(Supplied material)
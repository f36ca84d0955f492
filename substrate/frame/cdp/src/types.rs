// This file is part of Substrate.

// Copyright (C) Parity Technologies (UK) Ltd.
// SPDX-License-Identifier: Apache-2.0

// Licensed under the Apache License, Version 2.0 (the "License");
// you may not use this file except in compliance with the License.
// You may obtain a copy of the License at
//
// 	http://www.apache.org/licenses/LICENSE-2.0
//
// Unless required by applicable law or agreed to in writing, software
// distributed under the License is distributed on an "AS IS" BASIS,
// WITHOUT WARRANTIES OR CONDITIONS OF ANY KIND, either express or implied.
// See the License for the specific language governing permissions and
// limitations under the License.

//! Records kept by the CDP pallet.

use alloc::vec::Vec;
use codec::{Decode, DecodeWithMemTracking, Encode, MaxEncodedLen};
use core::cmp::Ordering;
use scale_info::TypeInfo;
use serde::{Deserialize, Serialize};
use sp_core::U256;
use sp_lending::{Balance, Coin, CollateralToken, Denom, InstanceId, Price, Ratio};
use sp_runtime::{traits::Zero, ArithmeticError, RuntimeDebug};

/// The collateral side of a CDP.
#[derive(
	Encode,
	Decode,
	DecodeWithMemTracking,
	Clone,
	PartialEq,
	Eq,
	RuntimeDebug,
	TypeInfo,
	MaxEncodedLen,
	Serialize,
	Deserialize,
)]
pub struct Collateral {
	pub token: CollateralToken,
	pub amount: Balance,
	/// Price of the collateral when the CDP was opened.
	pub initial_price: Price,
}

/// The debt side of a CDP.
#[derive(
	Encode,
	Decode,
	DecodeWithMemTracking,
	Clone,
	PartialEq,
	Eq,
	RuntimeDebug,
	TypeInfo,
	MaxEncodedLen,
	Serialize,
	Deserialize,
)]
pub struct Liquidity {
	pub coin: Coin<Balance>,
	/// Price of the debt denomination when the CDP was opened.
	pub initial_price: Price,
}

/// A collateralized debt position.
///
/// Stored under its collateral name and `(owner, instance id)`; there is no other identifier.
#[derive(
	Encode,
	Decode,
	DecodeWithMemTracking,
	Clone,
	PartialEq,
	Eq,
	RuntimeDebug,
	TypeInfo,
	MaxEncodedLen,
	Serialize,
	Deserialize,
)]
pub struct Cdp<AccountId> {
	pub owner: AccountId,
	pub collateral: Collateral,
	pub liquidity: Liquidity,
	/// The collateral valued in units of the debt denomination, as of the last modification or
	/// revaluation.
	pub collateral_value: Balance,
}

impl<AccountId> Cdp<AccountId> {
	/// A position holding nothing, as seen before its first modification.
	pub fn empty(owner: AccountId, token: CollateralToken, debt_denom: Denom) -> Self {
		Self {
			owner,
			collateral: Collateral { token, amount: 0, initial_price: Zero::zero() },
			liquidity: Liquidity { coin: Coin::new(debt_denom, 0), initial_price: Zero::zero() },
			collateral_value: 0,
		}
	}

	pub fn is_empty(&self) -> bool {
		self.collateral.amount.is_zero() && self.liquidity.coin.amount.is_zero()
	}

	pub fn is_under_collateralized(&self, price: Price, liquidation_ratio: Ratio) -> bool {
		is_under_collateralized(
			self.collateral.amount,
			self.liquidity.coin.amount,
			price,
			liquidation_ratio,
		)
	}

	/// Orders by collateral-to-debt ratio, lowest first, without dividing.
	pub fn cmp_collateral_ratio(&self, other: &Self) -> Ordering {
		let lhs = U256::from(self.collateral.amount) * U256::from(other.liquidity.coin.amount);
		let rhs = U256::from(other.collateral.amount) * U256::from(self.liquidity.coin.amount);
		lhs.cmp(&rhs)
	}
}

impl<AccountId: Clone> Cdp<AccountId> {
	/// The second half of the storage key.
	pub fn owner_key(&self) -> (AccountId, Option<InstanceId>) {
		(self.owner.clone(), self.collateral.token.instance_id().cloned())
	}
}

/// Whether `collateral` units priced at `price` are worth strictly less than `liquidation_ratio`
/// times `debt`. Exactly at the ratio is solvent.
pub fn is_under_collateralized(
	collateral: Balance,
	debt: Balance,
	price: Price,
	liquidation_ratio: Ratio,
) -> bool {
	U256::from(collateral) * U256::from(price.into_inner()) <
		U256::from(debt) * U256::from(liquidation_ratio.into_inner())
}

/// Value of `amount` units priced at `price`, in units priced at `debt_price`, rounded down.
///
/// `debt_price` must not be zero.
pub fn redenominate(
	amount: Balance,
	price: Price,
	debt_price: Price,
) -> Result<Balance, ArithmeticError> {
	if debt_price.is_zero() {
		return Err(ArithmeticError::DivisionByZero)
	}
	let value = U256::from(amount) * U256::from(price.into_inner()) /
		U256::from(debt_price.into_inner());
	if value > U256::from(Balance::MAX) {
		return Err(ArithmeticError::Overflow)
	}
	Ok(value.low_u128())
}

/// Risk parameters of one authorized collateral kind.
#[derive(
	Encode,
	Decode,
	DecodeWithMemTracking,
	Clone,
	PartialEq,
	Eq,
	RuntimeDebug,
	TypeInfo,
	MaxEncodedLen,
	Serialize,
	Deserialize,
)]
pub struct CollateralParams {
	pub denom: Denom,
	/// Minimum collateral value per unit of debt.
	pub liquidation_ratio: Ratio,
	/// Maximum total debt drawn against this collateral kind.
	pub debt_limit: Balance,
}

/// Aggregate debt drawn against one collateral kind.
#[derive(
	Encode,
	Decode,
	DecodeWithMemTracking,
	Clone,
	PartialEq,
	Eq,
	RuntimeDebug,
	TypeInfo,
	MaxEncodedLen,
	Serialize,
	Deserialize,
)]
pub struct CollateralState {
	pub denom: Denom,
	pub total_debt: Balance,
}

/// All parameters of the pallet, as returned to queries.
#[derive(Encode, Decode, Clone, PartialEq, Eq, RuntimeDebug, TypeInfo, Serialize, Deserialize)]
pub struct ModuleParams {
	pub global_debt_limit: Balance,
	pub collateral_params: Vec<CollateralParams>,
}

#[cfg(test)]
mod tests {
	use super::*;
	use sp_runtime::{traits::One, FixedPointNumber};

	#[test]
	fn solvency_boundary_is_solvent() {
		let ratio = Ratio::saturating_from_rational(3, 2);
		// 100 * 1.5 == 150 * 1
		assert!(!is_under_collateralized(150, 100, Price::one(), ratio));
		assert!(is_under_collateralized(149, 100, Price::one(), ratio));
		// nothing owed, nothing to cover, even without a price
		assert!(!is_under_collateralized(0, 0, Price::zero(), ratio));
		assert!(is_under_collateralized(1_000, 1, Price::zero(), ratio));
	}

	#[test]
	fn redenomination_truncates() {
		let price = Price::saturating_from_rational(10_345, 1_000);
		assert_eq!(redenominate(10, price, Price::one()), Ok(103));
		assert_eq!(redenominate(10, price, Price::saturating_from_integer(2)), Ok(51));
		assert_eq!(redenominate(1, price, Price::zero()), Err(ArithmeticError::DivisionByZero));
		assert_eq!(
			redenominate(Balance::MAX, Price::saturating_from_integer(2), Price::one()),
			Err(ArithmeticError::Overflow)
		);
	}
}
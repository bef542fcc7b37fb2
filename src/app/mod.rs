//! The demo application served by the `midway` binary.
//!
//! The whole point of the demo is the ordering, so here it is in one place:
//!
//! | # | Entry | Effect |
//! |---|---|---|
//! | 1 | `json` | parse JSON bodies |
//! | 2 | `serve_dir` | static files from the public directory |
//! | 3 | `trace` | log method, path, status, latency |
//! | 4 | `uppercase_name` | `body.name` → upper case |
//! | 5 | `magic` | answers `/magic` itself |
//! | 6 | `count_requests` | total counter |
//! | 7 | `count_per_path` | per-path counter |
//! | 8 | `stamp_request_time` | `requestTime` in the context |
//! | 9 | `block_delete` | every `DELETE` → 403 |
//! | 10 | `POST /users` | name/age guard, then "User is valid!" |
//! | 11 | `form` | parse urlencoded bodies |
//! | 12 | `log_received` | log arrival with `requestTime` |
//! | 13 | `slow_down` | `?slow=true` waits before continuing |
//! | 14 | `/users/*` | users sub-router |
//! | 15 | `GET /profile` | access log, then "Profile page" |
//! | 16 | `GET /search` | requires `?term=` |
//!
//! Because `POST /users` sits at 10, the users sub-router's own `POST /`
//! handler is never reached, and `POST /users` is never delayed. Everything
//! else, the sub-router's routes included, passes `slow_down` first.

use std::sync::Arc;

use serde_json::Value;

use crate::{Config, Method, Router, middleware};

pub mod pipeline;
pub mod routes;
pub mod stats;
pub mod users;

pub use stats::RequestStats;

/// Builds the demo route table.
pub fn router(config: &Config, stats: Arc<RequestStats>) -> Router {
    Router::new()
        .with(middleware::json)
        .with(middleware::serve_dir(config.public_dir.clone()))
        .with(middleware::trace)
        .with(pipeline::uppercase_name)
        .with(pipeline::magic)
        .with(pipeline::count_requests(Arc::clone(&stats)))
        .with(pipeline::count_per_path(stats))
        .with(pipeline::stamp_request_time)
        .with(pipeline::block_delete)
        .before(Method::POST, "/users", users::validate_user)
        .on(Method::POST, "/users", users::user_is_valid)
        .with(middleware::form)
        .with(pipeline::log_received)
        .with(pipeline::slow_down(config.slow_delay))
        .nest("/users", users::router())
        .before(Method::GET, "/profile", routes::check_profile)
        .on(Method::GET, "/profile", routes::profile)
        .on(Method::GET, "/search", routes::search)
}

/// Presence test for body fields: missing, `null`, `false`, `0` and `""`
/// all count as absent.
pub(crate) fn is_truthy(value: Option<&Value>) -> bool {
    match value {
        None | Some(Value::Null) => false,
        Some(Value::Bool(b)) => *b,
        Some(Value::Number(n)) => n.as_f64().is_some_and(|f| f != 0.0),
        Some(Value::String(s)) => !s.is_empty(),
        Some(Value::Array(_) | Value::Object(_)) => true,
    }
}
(End Supplied material)
(Supplied material)
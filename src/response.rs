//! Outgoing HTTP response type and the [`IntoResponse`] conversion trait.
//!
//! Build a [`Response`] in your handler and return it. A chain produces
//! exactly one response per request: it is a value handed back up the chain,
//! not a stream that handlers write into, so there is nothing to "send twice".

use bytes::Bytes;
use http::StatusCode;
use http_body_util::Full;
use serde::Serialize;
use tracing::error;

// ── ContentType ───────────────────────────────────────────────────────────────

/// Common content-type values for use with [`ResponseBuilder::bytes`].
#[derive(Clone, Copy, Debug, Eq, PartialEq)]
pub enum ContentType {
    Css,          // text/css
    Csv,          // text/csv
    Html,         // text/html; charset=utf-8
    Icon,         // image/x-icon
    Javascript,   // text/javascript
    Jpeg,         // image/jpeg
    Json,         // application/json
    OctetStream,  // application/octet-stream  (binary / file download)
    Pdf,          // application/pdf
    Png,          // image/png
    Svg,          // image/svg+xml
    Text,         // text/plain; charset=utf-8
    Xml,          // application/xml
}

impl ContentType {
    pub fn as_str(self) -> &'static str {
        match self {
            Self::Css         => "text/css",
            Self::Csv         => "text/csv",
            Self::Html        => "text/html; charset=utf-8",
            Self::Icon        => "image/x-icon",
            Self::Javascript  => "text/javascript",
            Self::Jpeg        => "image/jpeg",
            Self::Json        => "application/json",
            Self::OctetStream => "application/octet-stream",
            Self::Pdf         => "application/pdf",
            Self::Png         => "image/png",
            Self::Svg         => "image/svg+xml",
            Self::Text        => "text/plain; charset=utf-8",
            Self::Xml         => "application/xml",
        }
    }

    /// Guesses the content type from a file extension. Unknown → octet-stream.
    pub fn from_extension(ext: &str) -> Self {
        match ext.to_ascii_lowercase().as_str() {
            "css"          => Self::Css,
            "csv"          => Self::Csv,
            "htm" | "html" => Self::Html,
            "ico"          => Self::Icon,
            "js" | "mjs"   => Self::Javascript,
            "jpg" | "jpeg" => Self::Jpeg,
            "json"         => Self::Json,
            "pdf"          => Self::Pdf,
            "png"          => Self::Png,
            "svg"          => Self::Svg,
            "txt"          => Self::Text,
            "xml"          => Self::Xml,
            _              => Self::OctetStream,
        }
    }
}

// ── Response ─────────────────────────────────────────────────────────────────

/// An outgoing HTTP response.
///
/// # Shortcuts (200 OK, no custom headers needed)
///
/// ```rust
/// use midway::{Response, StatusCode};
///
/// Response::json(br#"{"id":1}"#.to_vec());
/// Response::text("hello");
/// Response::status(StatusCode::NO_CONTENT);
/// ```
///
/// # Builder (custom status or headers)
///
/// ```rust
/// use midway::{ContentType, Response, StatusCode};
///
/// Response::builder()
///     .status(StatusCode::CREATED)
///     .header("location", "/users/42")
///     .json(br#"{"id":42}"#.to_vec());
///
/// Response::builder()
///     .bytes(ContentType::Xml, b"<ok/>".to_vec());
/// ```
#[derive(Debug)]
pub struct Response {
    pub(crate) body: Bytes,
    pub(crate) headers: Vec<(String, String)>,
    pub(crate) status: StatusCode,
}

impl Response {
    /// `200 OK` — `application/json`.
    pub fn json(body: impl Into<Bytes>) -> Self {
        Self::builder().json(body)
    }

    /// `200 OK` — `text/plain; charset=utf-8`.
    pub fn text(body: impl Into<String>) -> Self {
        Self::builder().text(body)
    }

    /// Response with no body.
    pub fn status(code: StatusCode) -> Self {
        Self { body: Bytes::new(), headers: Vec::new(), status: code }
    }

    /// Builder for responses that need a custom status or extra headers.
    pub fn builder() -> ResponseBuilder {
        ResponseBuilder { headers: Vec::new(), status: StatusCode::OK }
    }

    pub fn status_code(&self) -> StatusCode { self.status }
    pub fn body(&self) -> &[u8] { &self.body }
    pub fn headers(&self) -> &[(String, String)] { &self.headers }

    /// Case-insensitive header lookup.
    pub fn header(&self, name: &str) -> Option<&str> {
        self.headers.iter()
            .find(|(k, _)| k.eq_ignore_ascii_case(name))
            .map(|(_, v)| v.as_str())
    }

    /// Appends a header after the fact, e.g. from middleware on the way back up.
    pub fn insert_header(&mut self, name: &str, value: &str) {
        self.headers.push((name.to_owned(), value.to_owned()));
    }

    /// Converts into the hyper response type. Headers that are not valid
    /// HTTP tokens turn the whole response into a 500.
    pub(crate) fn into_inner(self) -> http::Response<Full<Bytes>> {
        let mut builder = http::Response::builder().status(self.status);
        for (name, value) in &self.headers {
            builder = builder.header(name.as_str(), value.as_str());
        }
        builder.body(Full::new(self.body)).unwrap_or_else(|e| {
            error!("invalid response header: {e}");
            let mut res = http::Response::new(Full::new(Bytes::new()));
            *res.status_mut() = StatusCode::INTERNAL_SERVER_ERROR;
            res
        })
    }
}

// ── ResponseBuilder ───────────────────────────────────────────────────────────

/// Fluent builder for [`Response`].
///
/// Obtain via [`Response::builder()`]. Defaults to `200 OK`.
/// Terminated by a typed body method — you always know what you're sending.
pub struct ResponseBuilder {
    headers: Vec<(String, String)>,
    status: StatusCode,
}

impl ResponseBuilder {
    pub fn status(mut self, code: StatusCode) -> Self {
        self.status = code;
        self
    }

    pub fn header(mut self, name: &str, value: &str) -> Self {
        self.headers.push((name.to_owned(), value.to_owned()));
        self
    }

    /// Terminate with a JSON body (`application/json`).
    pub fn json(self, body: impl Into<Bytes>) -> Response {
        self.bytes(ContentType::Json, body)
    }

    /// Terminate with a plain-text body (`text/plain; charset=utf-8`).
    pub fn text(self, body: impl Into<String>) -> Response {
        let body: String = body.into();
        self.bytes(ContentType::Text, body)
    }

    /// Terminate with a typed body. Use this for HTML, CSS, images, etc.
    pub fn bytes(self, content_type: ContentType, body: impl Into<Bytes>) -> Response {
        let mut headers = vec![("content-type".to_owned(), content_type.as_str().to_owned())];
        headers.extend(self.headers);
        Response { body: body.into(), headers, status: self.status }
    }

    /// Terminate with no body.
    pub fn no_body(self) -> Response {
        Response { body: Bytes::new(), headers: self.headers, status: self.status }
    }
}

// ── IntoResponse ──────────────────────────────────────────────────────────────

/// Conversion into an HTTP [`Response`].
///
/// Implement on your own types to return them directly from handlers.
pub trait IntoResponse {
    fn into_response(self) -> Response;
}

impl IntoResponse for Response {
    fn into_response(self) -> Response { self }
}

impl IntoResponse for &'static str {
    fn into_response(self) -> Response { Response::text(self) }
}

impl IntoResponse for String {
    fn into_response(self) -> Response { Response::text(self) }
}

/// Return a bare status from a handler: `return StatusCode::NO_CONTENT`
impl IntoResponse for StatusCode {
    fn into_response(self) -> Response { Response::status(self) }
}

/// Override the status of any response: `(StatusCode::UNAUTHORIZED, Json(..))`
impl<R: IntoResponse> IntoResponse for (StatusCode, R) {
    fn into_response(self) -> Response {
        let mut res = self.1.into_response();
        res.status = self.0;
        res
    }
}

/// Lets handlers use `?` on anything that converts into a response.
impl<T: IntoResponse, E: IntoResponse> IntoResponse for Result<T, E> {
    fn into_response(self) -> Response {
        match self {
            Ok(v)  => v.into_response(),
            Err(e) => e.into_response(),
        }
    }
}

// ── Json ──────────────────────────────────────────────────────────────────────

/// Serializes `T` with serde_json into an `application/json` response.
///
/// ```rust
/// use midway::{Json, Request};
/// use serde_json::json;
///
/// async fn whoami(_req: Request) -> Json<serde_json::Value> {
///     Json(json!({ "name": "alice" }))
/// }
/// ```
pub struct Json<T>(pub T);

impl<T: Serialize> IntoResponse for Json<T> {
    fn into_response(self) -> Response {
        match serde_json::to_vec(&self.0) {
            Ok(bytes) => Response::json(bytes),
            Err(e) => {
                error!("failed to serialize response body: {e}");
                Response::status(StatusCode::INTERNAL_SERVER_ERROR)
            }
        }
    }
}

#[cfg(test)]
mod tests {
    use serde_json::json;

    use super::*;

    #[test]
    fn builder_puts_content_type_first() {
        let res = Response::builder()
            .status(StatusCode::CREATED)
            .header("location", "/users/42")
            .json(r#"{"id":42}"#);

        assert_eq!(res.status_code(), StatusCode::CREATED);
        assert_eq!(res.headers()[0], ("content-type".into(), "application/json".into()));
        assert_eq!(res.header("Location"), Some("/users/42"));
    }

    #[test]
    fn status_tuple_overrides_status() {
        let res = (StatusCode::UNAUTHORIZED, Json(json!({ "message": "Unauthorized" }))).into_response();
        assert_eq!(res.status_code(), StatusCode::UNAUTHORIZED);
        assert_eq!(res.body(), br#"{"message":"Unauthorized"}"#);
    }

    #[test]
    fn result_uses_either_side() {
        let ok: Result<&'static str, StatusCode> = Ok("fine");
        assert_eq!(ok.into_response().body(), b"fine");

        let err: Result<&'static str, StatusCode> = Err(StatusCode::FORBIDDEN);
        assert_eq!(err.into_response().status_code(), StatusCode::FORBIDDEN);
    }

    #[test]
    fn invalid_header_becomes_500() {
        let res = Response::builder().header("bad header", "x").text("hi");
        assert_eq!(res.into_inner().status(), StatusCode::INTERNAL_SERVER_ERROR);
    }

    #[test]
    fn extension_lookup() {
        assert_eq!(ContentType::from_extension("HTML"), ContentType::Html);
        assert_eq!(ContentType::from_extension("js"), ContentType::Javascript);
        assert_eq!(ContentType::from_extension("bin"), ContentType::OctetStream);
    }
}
(End Supplied material)
## [Task directions]
For the listing above, print only the lines starting at the line containing "repository f36ca84d0955f492" and ending at the line containing "with the License.", exactly, both included.

## [Answer to this task]
repository f36ca84d0955f492
filename substrate/frame/cdp/src/types.rs
// This file is part of Substrate.

// Copyright (C) Parity Technologies (UK) Ltd.
// SPDX-License-Identifier: Apache-2.0

// Licensed under the Apache License, Version 2.0 (the "License");
// you may not use this file except in compliance with the License.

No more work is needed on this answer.